» **WHAT NEEDS TO BE DONE**
Every entry should be reproduced word for word.
-- RECORDED INFORMATION follows --
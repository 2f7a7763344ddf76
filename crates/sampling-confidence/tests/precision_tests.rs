//! Precision handling across estimator instances

use approx::assert_relative_eq;
use sampling_confidence::{EstimatorConfig, Interval, IntervalEstimator};
use std::thread;

fn reference_intervals(estimator: &IntervalEstimator) -> Vec<Interval> {
    vec![
        estimator.fluctuation_interval(10_000, 0.001).unwrap(),
        estimator.estimate_interval(22, 100, false).unwrap(),
        estimator.estimate_interval(22, 100, true).unwrap(),
        estimator.estimate_interval_at(300, 1000, true, "99").unwrap(),
    ]
}

#[test]
fn test_higher_precision_agrees_within_lower_tolerance() {
    let coarse = IntervalEstimator::new(8).unwrap();
    let fine = IntervalEstimator::new(15).unwrap();

    for (a, b) in reference_intervals(&coarse)
        .into_iter()
        .zip(reference_intervals(&fine))
    {
        assert_relative_eq!(a.lower, b.lower, max_relative = 1e-7);
        assert_relative_eq!(a.upper, b.upper, max_relative = 1e-7);
    }

    assert_eq!(
        coarse.validate_sample(15, 10_000, 0.001).unwrap(),
        fine.validate_sample(15, 10_000, 0.001).unwrap()
    );
}

#[test]
fn test_higher_precision_adds_digits() {
    let coarse = IntervalEstimator::new(8).unwrap();
    let fine = IntervalEstimator::new(15).unwrap();

    let a = coarse.estimate_interval(22, 100, true).unwrap();
    let b = fine.estimate_interval(22, 100, true).unwrap();

    assert_ne!(a.lower, b.lower);
    assert_relative_eq!(b.lower, 0.138807724505345, max_relative = 1e-12);
}

#[test]
fn test_instances_keep_their_own_precision() {
    let coarse = IntervalEstimator::new(4).unwrap();
    let fine = IntervalEstimator::new(15).unwrap();

    let before = coarse.estimate_interval(22, 100, true).unwrap();
    let _ = fine.estimate_interval(22, 100, true).unwrap();
    let after = coarse.estimate_interval(22, 100, true).unwrap();

    assert_eq!(before, after);
    assert_eq!(coarse.precision(), 4);
    assert_eq!(fine.precision(), 15);
}

#[test]
fn test_concurrent_instances_do_not_interfere() {
    let precisions = [4u64, 8, 15, 28];
    let estimators: Vec<IntervalEstimator> = precisions
        .iter()
        .map(|&p| IntervalEstimator::new(p).unwrap())
        .collect();
    let expected: Vec<Vec<Interval>> = estimators.iter().map(reference_intervals).collect();

    thread::scope(|scope| {
        let handles: Vec<_> = estimators
            .iter()
            .zip(&expected)
            .map(|(estimator, expected)| {
                scope.spawn(move || {
                    for _ in 0..200 {
                        assert_eq!(&reference_intervals(estimator), expected);
                    }
                })
            })
            .collect();

        for handle in handles {
            handle.join().unwrap();
        }
    });
}

#[test]
fn test_config_precision_matches_constructor() {
    let from_config = EstimatorConfig::from_json_str(r#"{ "precision": 15 }"#)
        .unwrap()
        .build()
        .unwrap();
    let direct = IntervalEstimator::new(15).unwrap();

    assert_eq!(reference_intervals(&from_config), reference_intervals(&direct));
}
//! Common types for proportion intervals

use bigdecimal::BigDecimal;
use sampling_core::{DecimalContext, Result};
use std::fmt;

/// An interval of proportions with lower and upper bounds
///
/// Bounds come straight from the normal approximation and are not clamped
/// to `[0, 1]`; extreme inputs can push a bound slightly outside that range.
#[derive(Debug, Clone, Copy, PartialEq)]
pub struct Interval {
    /// Lower bound of the interval
    pub lower: f64,
    /// Upper bound of the interval
    pub upper: f64,
}

impl Interval {
    /// Create a new interval
    pub fn new(lower: f64, upper: f64) -> Self {
        Self { lower, upper }
    }

    /// Width of the interval
    pub fn width(&self) -> f64 {
        self.upper - self.lower
    }

    /// Centre of the interval
    pub fn midpoint(&self) -> f64 {
        (self.lower + self.upper) / 2.0
    }

    /// Margin of error (half-width)
    pub fn margin_of_error(&self) -> f64 {
        self.width() / 2.0
    }

    /// Check if a value is contained in the interval (bounds inclusive)
    pub fn contains(&self, value: f64) -> bool {
        value >= self.lower && value <= self.upper
    }

    /// Check if intervals overlap
    pub fn overlaps(&self, other: &Interval) -> bool {
        self.lower <= other.upper && other.lower <= self.upper
    }

    /// Bounds as a `(lower, upper)` pair
    pub fn as_tuple(&self) -> (f64, f64) {
        (self.lower, self.upper)
    }
}

impl From<Interval> for (f64, f64) {
    fn from(interval: Interval) -> Self {
        interval.as_tuple()
    }
}

impl fmt::Display for Interval {
    fn fmt(&self, f: &mut fmt::Formatter<'_>) -> fmt::Result {
        write!(f, "[{}, {}]", self.lower, self.upper)
    }
}

/// Interval bounds before conversion to native floats
#[derive(Debug, Clone, PartialEq)]
pub struct DecimalInterval {
    pub lower: BigDecimal,
    pub upper: BigDecimal,
}

impl DecimalInterval {
    /// Symmetric interval `centre ∓ margin`, rounded under `ctx`
    pub fn around(ctx: &DecimalContext, centre: &BigDecimal, margin: &BigDecimal) -> Self {
        Self {
            lower: ctx.sub(centre, margin),
            upper: ctx.add(centre, margin),
        }
    }

    /// Inclusive containment, compared in decimal
    pub fn contains(&self, value: &BigDecimal) -> bool {
        &self.lower <= value && value <= &self.upper
    }

    /// Convert both bounds to `f64`
    pub fn to_interval(&self, ctx: &DecimalContext) -> Result<Interval> {
        Ok(Interval::new(ctx.to_f64(&self.lower)?, ctx.to_f64(&self.upper)?))
    }
}

impl fmt::Display for DecimalInterval {
    fn fmt(&self, f: &mut fmt::Formatter<'_>) -> fmt::Result {
        write!(f, "[{}, {}]", self.lower, self.upper)
    }
}
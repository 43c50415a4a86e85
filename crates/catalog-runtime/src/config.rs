//! Runtime settings resolved from CLI flags and environment, plus logging
//! setup.

use std::time::Duration;

use crate::cli::Cli;

#[derive(Debug, Clone, PartialEq, Eq)]
pub struct Settings {
    pub api_url: String,
    pub confirm_timeout: Duration,
}

impl Settings {
    pub fn from_cli(cli: &Cli) -> Self {
        Self {
            api_url: cli.api_url.clone(),
            confirm_timeout: Duration::from_millis(cli.confirm_timeout_ms.max(1)),
        }
    }
}

/// Log filter: `CATALOG_LOG`, then `RUST_LOG`, then `warn`.
pub fn log_filter() -> String {
    std::env::var("CATALOG_LOG")
        .or_else(|_| std::env::var("RUST_LOG"))
        .unwrap_or_else(|_| "warn".to_string())
}

/// Logs go to stderr so tables on stdout stay pipeable.
pub fn init_logging() {
    tracing_subscriber::fmt()
        .with_env_filter(tracing_subscriber::EnvFilter::new(log_filter()))
        .with_writer(std::io::stderr)
        .init();
}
-- RECORDED INFORMATION concluded --
» **FINISHED TASK**
repository 2f7a7763344ddf76
filename crates/sampling-confidence/tests/precision_tests.rs
//! Precision handling across estimator instances

use approx::assert_relative_eq;
use sampling_confidence::{EstimatorConfig, Interval, IntervalEstimator};
use std::thread;

fn reference_intervals(estimator: &IntervalEstimator) -> Vec<Interval> {
    vec![
        estimator.fluctuation_interval(10_000, 0.001).unwrap(),
        estimator.estimate_interval(22, 100, false).unwrap(),
        estimator.estimate_interval(22, 100, true).unwrap(),
        estimator.estimate_interval_at(300, 1000, true, "99").unwrap(),
    ]
}

#[test]
fn test_higher_precision_agrees_within_lower_tolerance() {
    let coarse = IntervalEstimator::new(8).unwrap();
    let fine = IntervalEstimator::new(15).unwrap();

    for (a, b) in reference_intervals(&coarse)
        .into_iter()
        .zip(reference_intervals(&fine))
    {
        assert_relative_eq!(a.lower, b.lower, max_relative = 1e-7);
        assert_relative_eq!(a.upper, b.upper, max_relative = 1e-7);
    }

    assert_eq!(
        coarse.validate_sample(15, 10_000, 0.001).unwrap(),
        fine.validate_sample(15, 10_000, 0.001).unwrap()
    );
}

#[test]
fn test_higher_precision_adds_digits() {
    let coarse = IntervalEstimator::new(8).unwrap();
    let fine = IntervalEstimator::new(15).unwrap();

    let a = coarse.estimate_interval(22, 100, true).unwrap();
    let b = fine.estimate_interval(22, 100, true).unwrap();

    assert_ne!(a.lower, b.lower);
    assert_relative_eq!(b.lower, 0.138807724505345, max_relative = 1e-12);
}

#[test]
fn test_instances_keep_their_own_precision() {
    let coarse = IntervalEstimator::new(4).unwrap();
    let fine = IntervalEstimator::new(15).unwrap();

    let before = coarse.estimate_interval(22, 100, true).unwrap();
    let _ = fine.estimate_interval(22, 100, true).unwrap();
    let after = coarse.estimate_interval(22, 100, true).unwrap();

    assert_eq!(before, after);
    assert_eq!(coarse.precision(), 4);
    assert_eq!(fine.precision(), 15);
}

#[test]
fn test_concurrent_instances_do_not_interfere() {
    let precisions = [4u64, 8, 15, 28];
    let estimators: Vec<IntervalEstimator> = precisions
        .iter()
        .map(|&p| IntervalEstimator::new(p).unwrap())
        .collect();
    let expected: Vec<Vec<Interval>> = estimators.iter().map(reference_intervals).collect();

    thread::scope(|scope| {
        let handles: Vec<_> = estimators
            .iter()
            .zip(&expected)
            .map(|(estimator, expected)| {
                scope.spawn(move || {
                    for _ in 0..200 {
                        assert_eq!(&reference_intervals(estimator), expected);
                    }
                })
            })
            .collect();

        for handle in handles {
            handle.join().unwrap();
        }
    });
}

#[test]
fn test_config_precision_matches_constructor() {
    let from_config = EstimatorConfig::from_json_str(r#"{ "precision": 15 }"#)
        .unwrap()
        .build()
        .unwrap();
    let direct = IntervalEstimator::new(15).unwrap();

    assert_eq!(reference_intervals(&from_config), reference_intervals(&direct));
}
//! Common types for proportion intervals

use bigdecimal::BigDecimal;
use sampling_core::{DecimalContext, Result};
use std::fmt;

/// An interval of proportions with lower and upper bounds
///
/// Bounds come straight from the normal approximation and are not clamped
/// to `[0, 1]`; extreme inputs can push a bound slightly outside that range.
#[derive(Debug, Clone, Copy, PartialEq)]
pub struct Interval {
    /// Lower bound of the interval
    pub lower: f64,
    /// Upper bound of the interval
    pub upper: f64,
}

impl Interval {
    /// Create a new interval
    pub fn new(lower: f64, upper: f64) -> Self {
        Self { lower, upper }
    }

    /// Width of the interval
    pub fn width(&self) -> f64 {
        self.upper - self.lower
    }

    /// Centre of the interval
    pub fn midpoint(&self) -> f64 {
        (self.lower + self.upper) / 2.0
    }

    /// Margin of error (half-width)
    pub fn margin_of_error(&self) -> f64 {
        self.width() / 2.0
    }

    /// Check if a value is contained in the interval (bounds inclusive)
    pub fn contains(&self, value: f64) -> bool {
        value >= self.lower && value <= self.upper
    }

    /// Check if intervals overlap
    pub fn overlaps(&self, other: &Interval) -> bool {
        self.lower <= other.upper && other.lower <= self.upper
    }

    /// Bounds as a `(lower, upper)` pair
    pub fn as_tuple(&self) -> (f64, f64) {
        (self.lower, self.upper)
    }
}

impl From<Interval> for (f64, f64) {
    fn from(interval: Interval) -> Self {
        interval.as_tuple()
    }
}

impl fmt::Display for Interval {
    fn fmt(&self, f: &mut fmt::Formatter<'_>) -> fmt::Result {
        write!(f, "[{}, {}]", self.lower, self.upper)
    }
}

/// Interval bounds before conversion to native floats
#[derive(Debug, Clone, PartialEq)]
pub struct DecimalInterval {
    pub lower: BigDecimal,
    pub upper: BigDecimal,
}

impl DecimalInterval {
    /// Symmetric interval `centre ∓ margin`, rounded under `ctx`
    pub fn around(ctx: &DecimalContext, centre: &BigDecimal, margin: &BigDecimal) -> Self {
        Self {
            lower: ctx.sub(centre, margin),
            upper: ctx.add(centre, margin),
        }
    }

    /// Inclusive containment, compared in decimal
    pub fn contains(&self, value: &BigDecimal) -> bool {
        &self.lower <= value && value <= &self.upper
    }

    /// Convert both bounds to `f64`
    pub fn to_interval(&self, ctx: &DecimalContext) -> Result<Interval> {
        Ok(Interval::new(ctx.to_f64(&self.lower)?, ctx.to_f64(&self.upper)?))
    }
}

impl fmt::Display for DecimalInterval {
    fn fmt(&self, f: &mut fmt::Formatter<'_>) -> fmt::Result {
        write!(f, "[{}, {}]", self.lower, self.upper)
    }
}
repository 43c50415a4a86e85
filename crates/catalog-runtime/src/config.rs
//! Runtime settings resolved from CLI flags and environment, plus logging
//! setup.

use std::time::Duration;

use crate::cli::Cli;

#[derive(Debug, Clone, PartialEq, Eq)]
pub struct Settings {
    pub api_url: String,
    pub confirm_timeout: Duration,
}

impl Settings {
    pub fn from_cli(cli: &Cli) -> Self {
        Self {
            api_url: cli.api_url.clone(),
            confirm_timeout: Duration::from_millis(cli.confirm_timeout_ms.max(1)),
        }
    }
}

/// Log filter: `CATALOG_LOG`, then `RUST_LOG`, then `warn`.
pub fn log_filter() -> String {
    std::env::var("CATALOG_LOG")
        .or_else(|_| std::env::var("RUST_LOG"))
        .unwrap_or_else(|_| "warn".to_string())
}

/// Logs go to stderr so tables on stdout stay pipeable.
pub fn init_logging() {
    tracing_subscriber::fmt()
        .with_env_filter(tracing_subscriber::EnvFilter::new(log_filter()))
        .with_writer(std::io::stderr)
        .init();
}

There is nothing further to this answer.